Uno de los refranes que más he escuchado decir a mi madre desde que era niño era: “hechos son amores y no buenas razones”. Me lo repitió tantas veces que lo interioricé como una parte de mí. Con el tiempo, ese dicho popular se diversificó en 2 perspectivas:
Por un lado, me ha facilitado mi desempeño profesional, pues una de las premisas básicas de la psicología, el coaching y la formación (que para mí siempre ha de estar ligada al desarrollo de las personas) es que las palabras están muy bien, las intenciones de maravilla, pero lo que realmente suma, lo que realmente importa, son las acciones.
¿Cuántas veces no nos hemos propuesto -con el verdadero ánimo de hacerlo- comenzar, terminar o cambiar algo de nuestra vida y cuántas veces no se ha quedado en simples propósitos? Buenos sí, inútiles también.
Es más, ¿cuántas veces incluso hemos llegado a preparar, a escribir, a visualizar un plan de acción que finalmente ha quedado en un gran documento sin valor alguno al no haber logrado materializar ni una sola de las grandes propuestas hechas?
Si a alguien le ocurre lo que acabamos de comentar y quiere un pequeño consejo, cuando tenga la intención de hacer algo, lo que sea, que acometa la primera acción antes de las primeras 24 horas de proponérselo, pues es en ese período crítico cuando se van al traste la mayoría de los planes de acción maravillosamente diseñados.

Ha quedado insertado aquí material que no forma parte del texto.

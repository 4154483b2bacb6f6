//! Reversible-operation framework
//!
//! Mutations are expressed as paired zero-argument operations: a forward
//! (`redo`) and a backward (`undo`) closure that must be exact inverses,
//! side effects included. The history records pairs under a user-visible
//! label; it never executes a forward operation on `push`, since the caller
//! has already applied it once.

use std::collections::VecDeque;

use tracing::warn;

/// A reversible operation step. Returns false when it could not be applied
/// (e.g. the owning model is gone); a false return means no state changed.
pub type Fun = Box<dyn FnMut() -> bool + Send>;

/// The identity operation
pub fn noop() -> Fun {
    Box::new(|| true)
}

/// Chain a local operation pair into an accumulated pair.
///
/// The accumulated redo runs first, then the local redo; the accumulated
/// undo runs last, after the local undo. Repeated calls build a batch whose
/// undo replays every inverse in reverse order.
pub fn update_undo_redo(local_redo: Fun, local_undo: Fun, undo: &mut Fun, redo: &mut Fun) {
    let mut prev_redo = std::mem::replace(redo, noop());
    let mut local_redo = local_redo;
    *redo = Box::new(move || prev_redo() && local_redo());

    let mut prev_undo = std::mem::replace(undo, noop());
    let mut local_undo = local_undo;
    *undo = Box::new(move || local_undo() && prev_undo());
}

/// Default number of history entries kept
pub const DEFAULT_HISTORY_LIMIT: usize = 100;

struct HistoryEntry {
    label: String,
    redo: Fun,
    undo: Fun,
}

struct OpenTransaction {
    label: String,
    redo: Fun,
    undo: Fun,
    pushes: usize,
}

/// Command history with labeled entries, a redo cursor and transaction
/// grouping.
///
/// `push` records a pair; `undo`/`redo` replay the stored operations and
/// move the cursor. Pushing after undos truncates the redo tail. Entries
/// beyond the limit are evicted oldest-first.
pub struct CommandHistory {
    entries: VecDeque<HistoryEntry>,
    cursor: usize,
    limit: usize,
    transaction: Option<OpenTransaction>,
}

impl Default for CommandHistory {
    fn default() -> Self {
        Self::new(DEFAULT_HISTORY_LIMIT)
    }
}

impl CommandHistory {
    /// Create a history keeping at most `limit` entries
    pub fn new(limit: usize) -> Self {
        Self {
            entries: VecDeque::new(),
            cursor: 0,
            limit: limit.max(1),
            transaction: None,
        }
    }

    /// Record an already-executed operation pair.
    ///
    /// Inside an open transaction the pair is merged into the transaction
    /// instead of forming its own entry.
    pub fn push(&mut self, redo: Fun, undo: Fun, label: &str) {
        if let Some(tx) = &mut self.transaction {
            update_undo_redo(redo, undo, &mut tx.undo, &mut tx.redo);
            tx.pushes += 1;
        } else {
            self.record(HistoryEntry {
                label: label.to_string(),
                redo,
                undo,
            });
        }
    }

    /// Open a transaction: subsequent pushes merge into one entry under
    /// `label`.
    ///
    /// # Panics
    /// Panics if a transaction is already open.
    pub fn begin_transaction(&mut self, label: &str) {
        assert!(
            self.transaction.is_none(),
            "CommandHistory: transaction already open"
        );
        self.transaction = Some(OpenTransaction {
            label: label.to_string(),
            redo: noop(),
            undo: noop(),
            pushes: 0,
        });
    }

    /// Close the open transaction and record it as one entry. A transaction
    /// without pushes leaves no entry.
    ///
    /// # Panics
    /// Panics if no transaction is open.
    pub fn commit_transaction(&mut self) {
        let tx = self
            .transaction
            .take()
            .expect("CommandHistory: no open transaction to commit");
        if tx.pushes > 0 {
            self.record(HistoryEntry {
                label: tx.label,
                redo: tx.redo,
                undo: tx.undo,
            });
        }
    }

    fn record(&mut self, entry: HistoryEntry) {
        self.entries.truncate(self.cursor);
        self.entries.push_back(entry);
        self.cursor = self.entries.len();

        if self.entries.len() > self.limit {
            self.entries.pop_front();
            self.cursor -= 1;
        }
    }

    /// Replay the inverse of the entry before the cursor.
    ///
    /// Returns false when there is nothing to undo or the operation reported
    /// failure (its owning model is gone).
    pub fn undo(&mut self) -> bool {
        if self.transaction.is_some() {
            warn!("Undo requested with an open transaction, committing it first");
            self.commit_transaction();
        }
        if self.cursor == 0 {
            return false;
        }
        self.cursor -= 1;
        let entry = &mut self.entries[self.cursor];
        let ok = (entry.undo)();
        if !ok {
            warn!("Undo of '{}' reported failure", entry.label);
        }
        ok
    }

    /// Replay the forward operation of the entry at the cursor
    pub fn redo(&mut self) -> bool {
        if self.cursor >= self.entries.len() {
            return false;
        }
        let entry = &mut self.entries[self.cursor];
        let ok = (entry.redo)();
        if !ok {
            warn!("Redo of '{}' reported failure", entry.label);
        }
        self.cursor += 1;
        ok
    }

    /// Check if undo is available
    pub fn can_undo(&self) -> bool {
        self.cursor > 0
    }

    /// Check if redo is available
    pub fn can_redo(&self) -> bool {
        self.cursor < self.entries.len()
    }

    /// Label of the entry `undo` would replay
    pub fn undo_label(&self) -> Option<&str> {
        self.cursor
            .checked_sub(1)
            .map(|i| self.entries[i].label.as_str())
    }

    /// Label of the entry `redo` would replay
    pub fn redo_label(&self) -> Option<&str> {
        self.entries.get(self.cursor).map(|e| e.label.as_str())
    }

    /// Number of recorded entries
    pub fn len(&self) -> usize {
        self.entries.len()
    }

    pub fn is_empty(&self) -> bool {
        self.entries.is_empty()
    }

    /// Drop all history
    pub fn clear(&mut self) {
        self.entries.clear();
        self.cursor = 0;
        self.transaction = None;
    }
}

#[cfg(test)]
mod tests {
    use super::*;
    use std::sync::atomic::{AtomicI32, Ordering};
    use std::sync::Arc;

    fn counter_pair(value: Arc<AtomicI32>, delta: i32) -> (Fun, Fun) {
        let inc = value.clone();
        let dec = value;
        (
            Box::new(move || {
                inc.fetch_add(delta, Ordering::SeqCst);
                true
            }),
            Box::new(move || {
                dec.fetch_sub(delta, Ordering::SeqCst);
                true
            }),
        )
    }

    #[test]
    fn test_push_undo_redo() {
        let value = Arc::new(AtomicI32::new(0));
        let mut history = CommandHistory::new(10);

        let (mut redo, undo) = counter_pair(value.clone(), 1);
        redo();
        history.push(redo, undo, "Increment");

        assert_eq!(value.load(Ordering::SeqCst), 1);
        assert!(history.can_undo());
        assert!(!history.can_redo());
        assert_eq!(history.undo_label(), Some("Increment"));

        assert!(history.undo());
        assert_eq!(value.load(Ordering::SeqCst), 0);
        assert!(history.can_redo());

        assert!(history.redo());
        assert_eq!(value.load(Ordering::SeqCst), 1);
    }

    #[test]
    fn test_undo_redo_exhaustion() {
        let mut history = CommandHistory::new(10);
        assert!(!history.undo());
        assert!(!history.redo());
    }

    #[test]
    fn test_push_truncates_redo_tail() {
        let value = Arc::new(AtomicI32::new(0));
        let mut history = CommandHistory::new(10);

        for _ in 0..3 {
            let (mut redo, undo) = counter_pair(value.clone(), 1);
            redo();
            history.push(redo, undo, "Increment");
        }
        assert!(history.undo());
        assert!(history.undo());
        assert_eq!(history.len(), 3);

        let (mut redo, undo) = counter_pair(value.clone(), 10);
        redo();
        history.push(redo, undo, "Jump");

        // The two undone entries are gone; only the surviving prefix plus
        // the new entry remain.
        assert_eq!(history.len(), 2);
        assert!(!history.can_redo());
        assert_eq!(value.load(Ordering::SeqCst), 11);
    }

    #[test]
    fn test_limit_evicts_oldest() {
        let value = Arc::new(AtomicI32::new(0));
        let mut history = CommandHistory::new(3);

        for _ in 0..5 {
            let (mut redo, undo) = counter_pair(value.clone(), 1);
            redo();
            history.push(redo, undo, "Increment");
        }
        assert_eq!(history.len(), 3);

        // Only three undos are available
        assert!(history.undo());
        assert!(history.undo());
        assert!(history.undo());
        assert!(!history.undo());
        assert_eq!(value.load(Ordering::SeqCst), 2);
    }

    #[test]
    fn test_transaction_groups_pushes() {
        let value = Arc::new(AtomicI32::new(0));
        let mut history = CommandHistory::new(10);

        history.begin_transaction("Batch");
        for _ in 0..4 {
            let (mut redo, undo) = counter_pair(value.clone(), 1);
            redo();
            history.push(redo, undo, "Increment");
        }
        history.commit_transaction();

        assert_eq!(history.len(), 1);
        assert_eq!(history.undo_label(), Some("Batch"));
        assert_eq!(value.load(Ordering::SeqCst), 4);

        assert!(history.undo());
        assert_eq!(value.load(Ordering::SeqCst), 0);
        assert!(history.redo());
        assert_eq!(value.load(Ordering::SeqCst), 4);
    }

    #[test]
    fn test_empty_transaction_leaves_no_entry() {
        let mut history = CommandHistory::new(10);
        history.begin_transaction("Nothing");
        history.commit_transaction();
        assert!(history.is_empty());
    }

    #[test]
    #[should_panic(expected = "transaction already open")]
    fn test_nested_transaction_panics() {
        let mut history = CommandHistory::new(10);
        history.begin_transaction("Outer");
        history.begin_transaction("Inner");
    }

    #[test]
    fn test_update_undo_redo_ordering() {
        let log = Arc::new(std::sync::Mutex::new(Vec::new()));
        let mut redo = noop();
        let mut undo = noop();

        for step in ["a", "b", "c"] {
            let redo_log = log.clone();
            let undo_log = log.clone();
            update_undo_redo(
                Box::new(move || {
                    redo_log.lock().unwrap().push(format!("redo-{}", step));
                    true
                }),
                Box::new(move || {
                    undo_log.lock().unwrap().push(format!("undo-{}", step));
                    true
                }),
                &mut undo,
                &mut redo,
            );
        }

        assert!(redo());
        assert!(undo());
        let entries = log.lock().unwrap().clone();
        assert_eq!(
            entries,
            vec!["redo-a", "redo-b", "redo-c", "undo-c", "undo-b", "undo-a"]
        );
    }

    #[test]
    fn test_clear() {
        let value = Arc::new(AtomicI32::new(0));
        let mut history = CommandHistory::new(10);
        let (mut redo, undo) = counter_pair(value, 1);
        redo();
        history.push(redo, undo, "Increment");

        history.clear();
        assert!(history.is_empty());
        assert!(!history.can_undo());
        assert!(!history.can_redo());
    }
}
//! Platform environment boundary.
//!
//! Everything the glue needs from the host runtime (firmware node walk,
//! properties, resources, registration, power bookkeeping) goes through
//! [`PlatformOp`] so that platform ports implement one trait and tests can
//! supply a fake.

use core::time::Duration;

use alloc::{sync::Arc, vec::Vec};

use crate::clk::ClockOp;
use crate::err::Result;
use crate::hcd::HcdRole;
use crate::phy::PhyOp;
use crate::regs::Mmio;

/// Opaque handle to one device node in the platform's device hierarchy.
#[derive(Debug, Clone, Copy, PartialEq, Eq)]
pub struct DeviceNode(pub usize);

/// How a node is described to the system.
#[derive(Debug, Clone, Copy, PartialEq, Eq)]
pub enum NodeKind {
    /// Not described by firmware, not on a recognized bus.
    Plain,
    /// Carries a device-tree or ACPI description.
    Firmware,
    /// Sits on a peripheral bus the DMA layer already knows (e.g. PCI).
    PeripheralBus,
}

/// Runtime power-framework bookkeeping events. The glue only sequences
/// them; the accounting itself lives behind the environment.
#[derive(Debug, Clone, Copy, PartialEq, Eq)]
pub enum RuntimePmEvent {
    SetActive,
    Enable,
    GetNoresume,
    GetSync,
    PutNoidle,
    Forbid,
    Disable,
    SetSuspended,
}

/// One DRAM target window, as described by the interconnect. Consumed by
/// the Marvell init quirk.
#[derive(Debug, Clone, Copy)]
pub struct DramWindow {
    pub base: u64,
    pub size: u64,
    pub target: u8,
    pub attr: u8,
}

/// A wakeup source held while the controller must keep the system awake.
pub trait WakeLockOp: Send + Sync + 'static {
    fn stay_awake(&self);
    fn relax(&self);
    fn unregister(&self);
}

/// The platform environment the glue is instantiated on.
pub trait PlatformOp: Send + Sync + 'static {
    fn dev_name(&self) -> &str;

    /// Global kill switch for USB support.
    fn usb_disabled(&self) -> bool {
        false
    }

    // --- device hierarchy and firmware properties ---

    fn self_node(&self) -> DeviceNode;
    fn parent(&self, node: DeviceNode) -> Option<DeviceNode>;
    fn node_kind(&self, node: DeviceNode) -> NodeKind;

    /// Compatibility identifier of the device itself, if firmware-described.
    fn compatible(&self) -> Option<&str>;

    fn read_bool(&self, node: DeviceNode, prop: &str) -> bool;
    fn read_u32(&self, node: DeviceNode, prop: &str) -> Option<u32>;

    // --- resources ---

    fn irq(&self) -> Result<u32>;

    /// Map register resource `index`. Index 0 is the controller window;
    /// platform quirks may ask for further windows.
    fn map_registers(&self, index: usize) -> Result<Mmio>;
    fn unmap_registers(&self, mmio: Mmio);

    /// Configure DMA addressing capability of `node` to `bits` wide.
    fn set_dma_mask(&self, node: DeviceNode, bits: u32) -> Result;

    /// Look up a clock by consumer name (`None` is the unnamed bus clock).
    /// Absence is `Ok(None)`; only a broken description is an error.
    fn clock(&self, name: Option<&str>) -> Result<Option<Arc<dyn ClockOp>>>;

    /// PHY looked up by name on `node`. Absence is tolerated.
    fn phy_by_name(&self, node: DeviceNode, name: &str) -> Option<Arc<dyn PhyOp>>;

    /// PHY referenced through a firmware phandle property on `node`.
    /// May fail with [`crate::PlatError::ProbeDefer`] when the provider is
    /// not bound yet.
    fn phy_by_phandle(&self, node: DeviceNode, name: &str) -> Result<Option<Arc<dyn PhyOp>>>;

    fn request_firmware(&self, name: &str) -> Result<Vec<u8>>;

    fn dram_windows(&self) -> Vec<DramWindow> {
        Vec::new()
    }

    // --- wakeup and power bookkeeping ---

    fn wakeup_source(&self, name: &str) -> Arc<dyn WakeLockOp>;
    fn set_wakeup_capable(&self, capable: bool);
    fn device_may_wakeup(&self) -> bool;

    /// Whether the port is in the OTG-connect-only state, in which the
    /// remote-wake retention path must stay unarmed across suspend.
    fn otg_connect_only(&self) -> bool {
        false
    }

    fn runtime_pm(&self, event: RuntimePmEvent);
    fn enable_async_suspend(&self);

    // --- controller registration ---

    fn register_controller(&self, role: HcdRole, irq: u32, shared_irq: bool) -> Result;
    fn unregister_controller(&self, role: HcdRole);

    fn root_hub_present(&self, role: HcdRole) -> bool;

    /// Any downstream device still attached below the given root hub.
    fn downstream_connected(&self, role: HcdRole) -> bool;

    fn set_root_hub_wakeup(&self, role: HcdRole, enable: bool);

    fn delay(&self, duration: Duration);
}

/// Walk the ancestor chain until a node the system firmware (or a known
/// peripheral bus) can vouch for; that node owns DMA configuration and
/// firmware-property lookups. Falls back to the device itself.
pub fn resolve_sysdev<E: PlatformOp + ?Sized>(env: &E) -> DeviceNode {
    let mut node = env.self_node();
    loop {
        match env.node_kind(node) {
            NodeKind::Firmware | NodeKind::PeripheralBus => return node,
            NodeKind::Plain => {}
        }
        match env.parent(node) {
            Some(parent) => node = parent,
            None => return env.self_node(),
        }
    }
}
//! Error taxonomy for the platform glue.
//!
//! Configuration problems (missing resources, unusable DMA mask) and quirk
//! hook failures are fatal and abort the attach. A deferred dependency is
//! the only retryable case; callers check it with [`PlatError::is_retryable`]
//! and re-run the attach later.

pub type Result<T = ()> = core::result::Result<T, PlatError>;

#[derive(thiserror::Error, Debug, Clone, Copy, PartialEq, Eq)]
pub enum PlatError {
    #[error("usb support is disabled")]
    Disabled,
    #[error("no interrupt resource")]
    NoIrq,
    #[error("invalid register resource")]
    BadResource,
    #[error("dma mask not supported")]
    DmaMask,
    #[error("clock enable failed")]
    ClockEnable,
    #[error("dependency not ready")]
    ProbeDefer,
    #[error("quirk hook failed: {0}")]
    QuirkHook(&'static str),
    #[error("firmware load failed: {0}")]
    Firmware(&'static str),
    #[error("operation timed out")]
    Timeout,
    #[error("invalid parameter")]
    InvalidParam,
    #[error("invalid power state transition")]
    PowerState,
    #[error("no memory available")]
    NoMemory,
}

impl PlatError {
    /// A retryable failure: the dependency may show up later, so the caller
    /// should fully release and try the attach again.
    pub fn is_retryable(&self) -> bool {
        matches!(self, PlatError::ProbeDefer)
    }
}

Al fin y al cabo, la diferencia en esta vida entre quien triunfa y quien no (y que cada uno entienda el éxito a su manera) está es que quien no triunfa sabe lo que tiene que hacer y quien triunfa, lo hace.
Las relaciones de confianza
La retahíla de mi madre también me hace reflexionar sobre otro aspecto, el que nos afecta en relación a los demás y a las relaciones de confianza que deberíamos establecer en cualquier contexto, mucho más en puestos donde liderar a otras personas se convierte en clave.
¿Cuántas relaciones se rompen o desmoronan cuando las palabras y los hechos no se corresponden¿ ¿Cuánta desconfianza se genera tras el sí de boca -para contentar al interlocutor- y el no de acción -por no querer o no poder cumplir lo establecido-? ¿Cuánto veneno se instaura en una relación cuando a una promesa no le sigue un cumplimiento de la misma? ¿Cuánto huimos de aquellas personas que su comportamiento se aleja de su verbo (o huyen de nosotros si así procedemos)?
Yo, desde luego, creo que es mucho mejor no prometer aquello que no podemos cumplir y ser honestos (primero con nosotros mismos) con aquello que verbalizamos, antes que ilusionar a alguien en el corto plazo con dulces letras para decepcionarlo en el largo con actuaciones no acordes a lo hablado, pues, como decía mi madre, “hechos son amores y no buenas razones”.